Considérant, en troisième lieu, que, si aux termes de l'article L. 326-3 du code de la santé publique : "Lorsqu'une personne atteinte de troubles mentaux est hospitalisée sans son consentement en application des dispositions du chapitre III du présent titre, les restrictions à l'exercice de ses libertés individuelles doivent être limitées à celles nécessitées par son état de santé et la mise en oeuvre de son traitement.
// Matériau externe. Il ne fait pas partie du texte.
//! Deterministic binary codec for `ReplicationEvent`.
//!
//! Bincode's representation is an implementation detail of the library
//! version, and CBOR/JSON both carry self-describing overhead the
//! replication topic's size budget can't afford. This module hand-rolls a
//! small fixed-tag format instead: one byte op tag, then length-prefixed
//! fields in a fixed order, no floats anywhere.

use crate::error::Error;
use crate::model::{Operation, ReplicationEvent, MAX_REPLICATION_BYTES};

const TAG_SET: u8 = 1;
const TAG_DEL: u8 = 2;
const TAG_INCR: u8 = 3;
const TAG_DECR: u8 = 4;
const TAG_APPEND: u8 = 5;
const TAG_PREPEND: u8 = 6;

fn op_tag(op: Operation) -> u8 {
    match op {
        Operation::Set => TAG_SET,
        Operation::Del => TAG_DEL,
        Operation::Incr => TAG_INCR,
        Operation::Decr => TAG_DECR,
        Operation::Append => TAG_APPEND,
        Operation::Prepend => TAG_PREPEND,
    }
}

fn tag_op(tag: u8) -> Option<Operation> {
    match tag {
        TAG_SET => Some(Operation::Set),
        TAG_DEL => Some(Operation::Del),
        TAG_INCR => Some(Operation::Incr),
        TAG_DECR => Some(Operation::Decr),
        TAG_APPEND => Some(Operation::Append),
        TAG_PREPEND => Some(Operation::Prepend),
        _ => None,
    }
}

fn push_str16(buf: &mut Vec<u8>, s: &str) -> Result<(), Error> {
    let bytes = s.as_bytes();
    if bytes.len() > u16::MAX as usize {
        return Err(Error::codec(format!("string field too long: {} bytes", bytes.len())));
    }
    buf.extend_from_slice(&(bytes.len() as u16).to_be_bytes());
    buf.extend_from_slice(bytes);
    Ok(())
}

fn read_str16(buf: &[u8], pos: &mut usize) -> Result<String, Error> {
    let len = read_u16(buf, pos)? as usize;
    if *pos + len > buf.len() {
        return Err(Error::codec("truncated string field"));
    }
    let s = std::str::from_utf8(&buf[*pos..*pos + len])
        .map_err(|_| Error::codec("non-UTF-8 string field"))?
        .to_string();
    *pos += len;
    Ok(s)
}

fn read_u16(buf: &[u8], pos: &mut usize) -> Result<u16, Error> {
    if *pos + 2 > buf.len() {
        return Err(Error::codec("truncated input"));
    }
    let v = u16::from_be_bytes([buf[*pos], buf[*pos + 1]]);
    *pos += 2;
    Ok(v)
}

fn read_u8(buf: &[u8], pos: &mut usize) -> Result<u8, Error> {
    if *pos >= buf.len() {
        return Err(Error::codec("truncated input"));
    }
    let v = buf[*pos];
    *pos += 1;
    Ok(v)
}

fn read_u64(buf: &[u8], pos: &mut usize) -> Result<u64, Error> {
    if *pos + 8 > buf.len() {
        return Err(Error::codec("truncated input"));
    }
    let mut arr = [0u8; 8];
    arr.copy_from_slice(&buf[*pos..*pos + 8]);
    *pos += 8;
    Ok(u64::from_be_bytes(arr))
}

/// Encode a `ReplicationEvent` into the canonical binary wire format.
///
/// Field order is fixed: op tag, key, value (presence flag + bytes),
/// tombstone flag, timestamp, node_id, seq. Returns `ErrorKind::Codec` if
/// the encoded size would exceed the 307,200-byte ceiling.
pub fn encode(event: &ReplicationEvent) -> Result<Vec<u8>, Error> {
    let mut buf = Vec::with_capacity(64 + event.key.len() + event.value.as_ref().map_or(0, |v| v.len()));
    buf.push(op_tag(event.op));
    push_str16(&mut buf, &event.key)?;

    match &event.value {
        Some(v) => {
            buf.push(1);
            let bytes = v.as_bytes();
            if bytes.len() > u32::MAX as usize {
                return Err(Error::codec("value field too long"));
            }
            buf.extend_from_slice(&(bytes.len() as u32).to_be_bytes());
            buf.extend_from_slice(bytes);
        }
        None => buf.push(0),
    }

    buf.push(if event.tombstone { 1 } else { 0 });
    buf.extend_from_slice(&event.timestamp_ms.to_be_bytes());
    push_str16(&mut buf, &event.node_id)?;
    buf.extend_from_slice(&event.seq.to_be_bytes());

    if buf.len() > MAX_REPLICATION_BYTES {
        return Err(Error::codec(format!(
            "encoded replication event is {} bytes, exceeds {} byte ceiling",
            buf.len(),
            MAX_REPLICATION_BYTES
        )));
    }
    Ok(buf)
}

/// Decode a `ReplicationEvent` from its canonical binary wire format.
///
/// Fails with `ErrorKind::Codec` on: unknown op tag, truncated input,
/// oversize input, non-UTF-8 strings, or trailing bytes after the last
/// field (this format has no repeatable fields, so trailing bytes are the
/// signal of a malformed/duplicated record).
pub fn decode(buf: &[u8]) -> Result<ReplicationEvent, Error> {
    if buf.len() > MAX_REPLICATION_BYTES {
        return Err(Error::codec(format!(
            "input is {} bytes, exceeds {} byte ceiling",
            buf.len(),
            MAX_REPLICATION_BYTES
        )));
    }
    let mut pos = 0usize;
    let tag = read_u8(buf, &mut pos)?;
    let op = tag_op(tag).ok_or_else(|| Error::codec(format!("unknown op tag {}", tag)))?;
    let key = read_str16(buf, &mut pos)?;

    let has_value = read_u8(buf, &mut pos)?;
    let value = match has_value {
        0 => None,
        1 => {
            if pos + 4 > buf.len() {
                return Err(Error::codec("truncated value length"));
            }
            let mut len_arr = [0u8; 4];
            len_arr.copy_from_slice(&buf[pos..pos + 4]);
            pos += 4;
            let len = u32::from_be_bytes(len_arr) as usize;
            if pos + len > buf.len() {
                return Err(Error::codec("truncated value field"));
            }
            let s = std::str::from_utf8(&buf[pos..pos + len])
                .map_err(|_| Error::codec("non-UTF-8 value field"))?
                .to_string();
            pos += len;
            Some(s)
        }
        other => return Err(Error::codec(format!("invalid value presence flag {}", other))),
    };

    let tombstone_flag = read_u8(buf, &mut pos)?;
    let tombstone = match tombstone_flag {
        0 => false,
        1 => true,
        other => return Err(Error::codec(format!("invalid tombstone flag {}", other))),
    };

    let timestamp_ms = read_u64(buf, &mut pos)?;
    let node_id = read_str16(buf, &mut pos)?;
    let seq = read_u64(buf, &mut pos)?;

    if pos != buf.len() {
        return Err(Error::codec("trailing bytes after decoded record"));
    }

    Ok(ReplicationEvent { op, key, value, tombstone, timestamp_ms, node_id, seq })
}

#[cfg(test)]
mod tests {
    use super::*;

    fn sample(op: Operation, value: Option<&str>, tombstone: bool) -> ReplicationEvent {
        ReplicationEvent {
            op,
            key: "user:123".into(),
            value: value.map(String::from),
            tombstone,
            timestamp_ms: 1_700_000_000_000,
            node_id: "nodeA".into(),
            seq: 42,
        }
    }

    #[test]
    fn round_trip_set() {
        let e = sample(Operation::Set, Some("hello"), false);
        let bytes = encode(&e).unwrap();
        assert_eq!(decode(&bytes).unwrap(), e);
    }

    #[test]
    fn round_trip_delete_has_no_value() {
        let e = sample(Operation::Del, None, true);
        let bytes = encode(&e).unwrap();
        let back = decode(&bytes).unwrap();
        assert_eq!(back, e);
        assert!(back.value.is_none());
    }

    #[test]
    fn round_trip_all_op_kinds() {
        for op in [
            Operation::Set,
            Operation::Del,
            Operation::Incr,
            Operation::Decr,
            Operation::Append,
            Operation::Prepend,
        ] {
            let e = sample(op, Some("42"), false);
            assert_eq!(decode(&encode(&e).unwrap()).unwrap(), e);
        }
    }

    #[test]
    fn unknown_tag_is_codec_error() {
        let mut bytes = encode(&sample(Operation::Set, Some("x"), false)).unwrap();
        bytes[0] = 0xFF;
        let err = decode(&bytes).unwrap_err();
        assert_eq!(err.code(), "CODEC");
    }

    #[test]
    fn truncated_input_is_codec_error() {
        let bytes = encode(&sample(Operation::Set, Some("x"), false)).unwrap();
        let truncated = &bytes[..bytes.len() - 3];
        assert!(decode(truncated).is_err());
    }

    #[test]
    fn trailing_bytes_are_rejected() {
        let mut bytes = encode(&sample(Operation::Set, Some("x"), false)).unwrap();
        bytes.push(0);
        let err = decode(&bytes).unwrap_err();
        assert_eq!(err.code(), "CODEC");
    }

    #[test]
    fn non_utf8_key_is_rejected() {
        // Hand-build a buffer with an invalid UTF-8 key.
        let mut buf = vec![TAG_SET];
        let bad = [0xFF, 0xFE];
        buf.extend_from_slice(&(bad.len() as u16).to_be_bytes());
        buf.extend_from_slice(&bad);
        let err = decode(&buf).unwrap_err();
        assert_eq!(err.code(), "CODEC");
    }

    #[test]
    fn oversize_payload_is_rejected() {
        let huge_value = "x".repeat(MAX_REPLICATION_BYTES);
        let e = sample(Operation::Set, Some(&huge_value), false);
        let err = encode(&e).unwrap_err();
        assert_eq!(err.code(), "CODEC");
    }

    #[test]
    fn boundary_size_307200_encodes_ok() {
        // key(2+8) + value flag/len(5) + tombstone(1) + ts(8) + node(2+5) + seq(8) = 39 overhead
        let overhead = 1 + (2 + 8) + 5 + 1 + 8 + (2 + 5) + 8;
        let value_len = MAX_REPLICATION_BYTES - overhead;
        let value = "x".repeat(value_len);
        let e = sample(Operation::Set, Some(&value), false);
        let bytes = encode(&e).unwrap();
        assert_eq!(bytes.len(), MAX_REPLICATION_BYTES);
        assert_eq!(decode(&bytes).unwrap(), e);
    }
}
//! Sled-backed storage engine: an append-only log of applied entries plus
//! a compacted snapshot tree, matching the "persisted state layout" a
//! durable engine needs — cheap sequential appends on the write path,
//! periodic compaction keeps the log bounded, and a crash between the two
//! is recovered by replaying the log tail into the snapshot on open.

use std::collections::HashMap;
use std::num::NonZeroUsize;
use std::path::Path;
use std::sync::atomic::{AtomicU64, Ordering};
use std::sync::Mutex;

use lru::LruCache;

use crate::error::{Error, Result};
use crate::model::Entry;

use super::{accepts_incoming, BucketRange, StorageEngine, GC_TOMBSTONE_AGE_MS};

const DEFAULT_DEDUP_CAPACITY: usize = 65_536;
const COMPACTED_THROUGH_KEY: &[u8] = b"compacted_through";

/// Persistent engine backed by sled: `snapshot` holds the current merged
/// value per key (what `get`/`all_entries`/GC/digest read from), `log` is
/// an append-only record of every accepted entry in application order, and
/// `meta` tracks how far the log has been folded into the snapshot. The
/// dedup index stays in-memory only (same rationale as `MemoryEngine`: it
/// exists to cheaply drop exact replays, not as a durability guarantee —
/// LWW already rejects stale versions on restart). A single mutex
/// serializes the log-append-then-snapshot-merge sequence so concurrent
/// writers can't interleave it.
pub struct PersistentEngine {
    db: sled::Db,
    snapshot: sled::Tree,
    log: sled::Tree,
    meta: sled::Tree,
    next_log_seq: AtomicU64,
    write_lock: Mutex<()>,
    dedup: Mutex<LruCache<(String, u64), ()>>,
}

impl PersistentEngine {
    pub fn open<P: AsRef<Path>>(path: P) -> Result<Self> {
        let db = sled::open(path)?;
        let snapshot = db.open_tree(b"merklekv_entries")?;
        let log = db.open_tree(b"merklekv_log")?;
        let meta = db.open_tree(b"merklekv_meta")?;

        let next_log_seq = match log.last()? {
            Some((key, _)) => log_seq_from_key(&key)? + 1,
            None => 0,
        };

        let engine = Self {
            db,
            snapshot,
            log,
            meta,
            next_log_seq: AtomicU64::new(next_log_seq),
            write_lock: Mutex::new(()),
            dedup: Mutex::new(LruCache::new(NonZeroUsize::new(DEFAULT_DEDUP_CAPACITY).unwrap())),
        };
        engine.replay_uncompacted_log()?;
        Ok(engine)
    }

    /// Snapshot is loaded implicitly (reads go straight to the `snapshot`
    /// tree sled already persisted); this folds in any log entries written
    /// after the last compaction in case a previous process crashed
    /// between the log append and the snapshot merge. Re-merging an
    /// already-reflected entry is a no-op under LWW, so replay is
    /// idempotent.
    fn replay_uncompacted_log(&self) -> Result<()> {
        let compacted_through = self.compacted_through()?;
        let mut last_seq = compacted_through;
        for item in self.log.iter() {
            let (key, value) = item?;
            let seq = log_seq_from_key(&key)?;
            if seq <= compacted_through {
                continue;
            }
            let entry: Entry = serde_json::from_slice(&value)
                .map_err(|e| Error::storage(format!("corrupt log entry: {e}")))?;
            self.merge_into_snapshot(&entry)?;
            last_seq = seq;
        }
        if last_seq != compacted_through {
            self.meta.insert(COMPACTED_THROUGH_KEY, &last_seq.to_be_bytes())?;
        }
        Ok(())
    }

    fn compacted_through(&self) -> Result<u64> {
        match self.meta.get(COMPACTED_THROUGH_KEY)? {
            Some(ivec) => {
                let bytes: [u8; 8] = ivec.as_ref().try_into().map_err(|_| Error::storage("corrupt compaction marker"))?;
                Ok(u64::from_be_bytes(bytes))
            }
            None => Ok(0),
        }
    }

    fn read_snapshot(&self, key: &str) -> Result<Option<Entry>> {
        match self.snapshot.get(key.as_bytes())? {
            Some(ivec) => {
                let entry: Entry = serde_json::from_slice(&ivec)
                    .map_err(|e| Error::storage(format!("corrupt stored entry for {key}: {e}")))?;
                Ok(Some(entry))
            }
            None => Ok(None),
        }
    }

    /// Applies LWW acceptance against the current snapshot value and
    /// writes the entry in if it wins.
    fn merge_into_snapshot(&self, entry: &Entry) -> Result<bool> {
        let stored = self.read_snapshot(&entry.key)?;
        let accepted = accepts_incoming(stored.as_ref(), entry);
        if accepted {
            let bytes = serde_json::to_vec(entry)
                .map_err(|e| Error::storage(format!("failed to serialize entry: {e}")))?;
            self.snapshot.insert(entry.key.as_bytes(), bytes)?;
        }
        Ok(accepted)
    }

    fn append_log(&self, entry: &Entry) -> Result<u64> {
        let seq = self.next_log_seq.fetch_add(1, Ordering::SeqCst);
        let bytes = serde_json::to_vec(entry)
            .map_err(|e| Error::storage(format!("failed to serialize log entry: {e}")))?;
        self.log.insert(seq.to_be_bytes(), bytes)?;
        Ok(seq)
    }

    fn already_seen(&self, entry: &Entry) -> bool {
        let mut dedup = self.dedup.lock().unwrap();
        let key = entry.dedup_key();
        if dedup.contains(&key) {
            return true;
        }
        dedup.put(key, ());
        false
    }

    /// Folds every logged entry through `compacted_through` out of the
    /// log, since the snapshot already reflects them. Call periodically;
    /// there is no internal timer driving this.
    pub fn compact(&self) -> Result<u64> {
        let _guard = self.write_lock.lock().unwrap();
        let through = self.next_log_seq.load(Ordering::SeqCst).saturating_sub(1);
        let mut removed = 0u64;
        for item in self.log.iter() {
            let (key, _) = item?;
            let seq = log_seq_from_key(&key)?;
            if seq > through {
                break;
            }
            self.log.remove(key)?;
            removed += 1;
        }
        self.meta.insert(COMPACTED_THROUGH_KEY, &through.to_be_bytes())?;
        Ok(removed)
    }

    /// Flushes the underlying sled database to disk.
    pub fn flush(&self) -> Result<()> {
        self.db.flush()?;
        Ok(())
    }
}

fn log_seq_from_key(key: &[u8]) -> Result<u64> {
    let bytes: [u8; 8] = key.try_into().map_err(|_| Error::storage("corrupt log key"))?;
    Ok(u64::from_be_bytes(bytes))
}

impl StorageEngine for PersistentEngine {
    fn get(&self, key: &str) -> Result<Option<Entry>> {
        Ok(self.read_snapshot(key)?.filter(|e| !e.is_tombstone))
    }

    fn put(&self, entry: Entry) -> Result<bool> {
        if self.already_seen(&entry) {
            return Ok(false);
        }
        let _guard = self.write_lock.lock().unwrap();
        self.append_log(&entry)?;
        self.merge_into_snapshot(&entry)
    }

    fn delete(&self, key: &str, timestamp_ms: u64, node_id: &str, seq: u64) -> Result<bool> {
        self.put(Entry::tombstone(key.to_string(), timestamp_ms, node_id.to_string(), seq))
    }

    fn gc_tombstones(&self, now_ms: u64) -> Result<u32> {
        let cutoff = now_ms.saturating_sub(GC_TOMBSTONE_AGE_MS);
        let mut removed = 0u32;
        let mut stale_keys = Vec::new();
        for item in self.snapshot.iter() {
            let (key, value) = item?;
            let entry: Entry = serde_json::from_slice(&value)
                .map_err(|e| Error::storage(format!("corrupt stored entry: {e}")))?;
            if entry.is_tombstone && entry.timestamp_ms < cutoff {
                stale_keys.push(key);
            }
        }
        for key in stale_keys {
            self.snapshot.remove(key)?;
            removed += 1;
        }
        Ok(removed)
    }

    fn all_entries(&self) -> Result<Vec<Entry>> {
        let mut out = Vec::with_capacity(self.snapshot.len());
        for item in self.snapshot.iter() {
            let (_, value) = item?;
            let entry: Entry = serde_json::from_slice(&value)
                .map_err(|e| Error::storage(format!("corrupt stored entry: {e}")))?;
            out.push(entry);
        }
        Ok(out)
    }

    fn snapshot_digest(
        &self,
        range: BucketRange,
        bucket_of: &dyn Fn(&str) -> u16,
    ) -> Result<HashMap<u16, u64>> {
        let mut acc: HashMap<u16, u64> = HashMap::new();
        for entry in self.all_entries()? {
            let bucket = bucket_of(&entry.key);
            if bucket < range.start || bucket >= range.end {
                continue;
            }
            let mut bytes = Vec::with_capacity(entry.key.len() + 32);
            bytes.extend_from_slice(entry.key.as_bytes());
            bytes.extend_from_slice(&entry.timestamp_ms.to_be_bytes());
            bytes.extend_from_slice(entry.node_id.as_bytes());
            bytes.extend_from_slice(&entry.seq.to_be_bytes());
            bytes.push(entry.is_tombstone as u8);
            let entry_hash = xxhash_rust::xxh3::xxh3_64(&bytes);
            let slot = acc.entry(bucket).or_insert(0);
            *slot ^= entry_hash;
        }
        Ok(acc)
    }

    fn len(&self) -> Result<usize> {
        Ok(self.snapshot.len())
    }
}

#[cfg(test)]
mod tests {
    use super::*;
    use tempfile::tempdir;

    fn e(key: &str, value: &str, ts: u64, node: &str, seq: u64) -> Entry {
        Entry::live(key.into(), value.into(), ts, node.into(), seq)
    }

    #[test]
    fn put_and_get_round_trip_through_sled() {
        let dir = tempdir().unwrap();
        let store = PersistentEngine::open(dir.path()).unwrap();
        assert!(store.put(e("k", "v1", 100, "A", 1)).unwrap());
        assert_eq!(store.get("k").unwrap().unwrap().value, Some("v1".into()));
    }

    #[test]
    fn lww_merge_holds_across_restart() {
        let dir = tempdir().unwrap();
        {
            let store = PersistentEngine::open(dir.path()).unwrap();
            store.put(e("k", "v1", 100, "A", 1)).unwrap();
            store.flush().unwrap();
        }
        let store = PersistentEngine::open(dir.path()).unwrap();
        assert!(!store.put(e("k", "stale", 50, "A", 2)).unwrap());
        assert_eq!(store.get("k").unwrap().unwrap().value, Some("v1".into()));
    }

    #[test]
    fn gc_removes_only_old_tombstones() {
        let dir = tempdir().unwrap();
        let store = PersistentEngine::open(dir.path()).unwrap();
        store.put(e("k", "v1", 100, "A", 1)).unwrap();
        store.delete("k", 200, "A", 2).unwrap();
        assert_eq!(store.gc_tombstones(200 + GC_TOMBSTONE_AGE_MS + 1).unwrap(), 1);
    }

    #[test]
    fn compact_truncates_log_without_changing_state() {
        let dir = tempdir().unwrap();
        let store = PersistentEngine::open(dir.path()).unwrap();
        store.put(e("a", "1", 100, "A", 1)).unwrap();
        store.put(e("b", "2", 100, "A", 2)).unwrap();
        assert_eq!(store.log.iter().count(), 2);
        let removed = store.compact().unwrap();
        assert_eq!(removed, 2);
        assert_eq!(store.log.iter().count(), 0);
        assert_eq!(store.get("a").unwrap().unwrap().value, Some("1".into()));
        assert_eq!(store.get("b").unwrap().unwrap().value, Some("2".into()));
    }

    #[test]
    fn replay_reapplies_log_entries_written_after_the_last_compaction() {
        let dir = tempdir().unwrap();
        {
            let store = PersistentEngine::open(dir.path()).unwrap();
            store.put(e("k", "v1", 100, "A", 1)).unwrap();
            store.compact().unwrap();
            // A later write is logged but the process exits before a
            // further compaction; replay on next open must still see it.
            store.put(e("k", "v2", 200, "A", 2)).unwrap();
            store.flush().unwrap();
        }
        let store = PersistentEngine::open(dir.path()).unwrap();
        assert_eq!(store.get("k").unwrap().unwrap().value, Some("v2".into()));
    }
}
En toutes circonstances, la dignité de la personne hospitalisée doit être respectée et sa réinsertion recherchée (...) En tout état de cause, elle dispose du droit : (...) 3° De prendre conseil d'un médecin ou d'un avocat de son choix", il ne ressort pas des pièces du dossier qu'en subordonnant, pour des raisons de sécurité, la visite rendue par M. X à l'un de ses patients hospitalisés aux conditions susanalysées, le directeur du centre hospitalier spécialisé de Rennes ait méconnu les dispositions précitées de l'article L. 326-3 ;

Considérant, enfin, que le détournement de pouvoir allégué n'est pas établi ;

Considérant qu'il résulte de tout ce qui précède que le centre hospitalier spécialisé de Rennes est fondé à soutenir que c'est à tort que, par le jugement attaqué, le tribunal administratif de Rennes a annulé la décision susvisée de son directeur ;

Sur les conclusions tendant à l'application de l'article L. 8-1 du code des tribunaux administratifs et des cours administratives d'appel et de l'article 75-I de la loi du 10 juillet 1991 :

Considérant que les dispositions de ces articles font obstacle à ce que le centre hospitalier spécialisé de Rennes, qui n'est pas la partie perdante, soit condamné à payer à M. X une somme au titre des frais exposés par lui et non compris dans les dépens ;

Considérant qu'il n'y a pas lieu, dans les circonstances de l'affaire, de condamner M. X à payer au centre hospitalier spécialisé de Rennes les sommes de 3 500 F et de 7 000 F qu'il demande au titre des frais exposés par lui et non compris dans les dépens ;

DECIDE :
Article 1er : Le jugement susvisé du 11 janvier 1995 du tribunal administratif de Rennes est annulé.
Article 2 : La demande présentée par M. X devant le tribunal administratif de Rennes est rejetée.
Article 3 : Les demandes présentées par M. X et par le centre hospitalier spécialisé de Rennes au titre des frais non compris dans les dépens sont rejetées.
Article 4 : La présente décision sera notifiée au centre hospitalier spécialisé de Rennes, à M. X et au ministre de l'emploi et de la solidarité.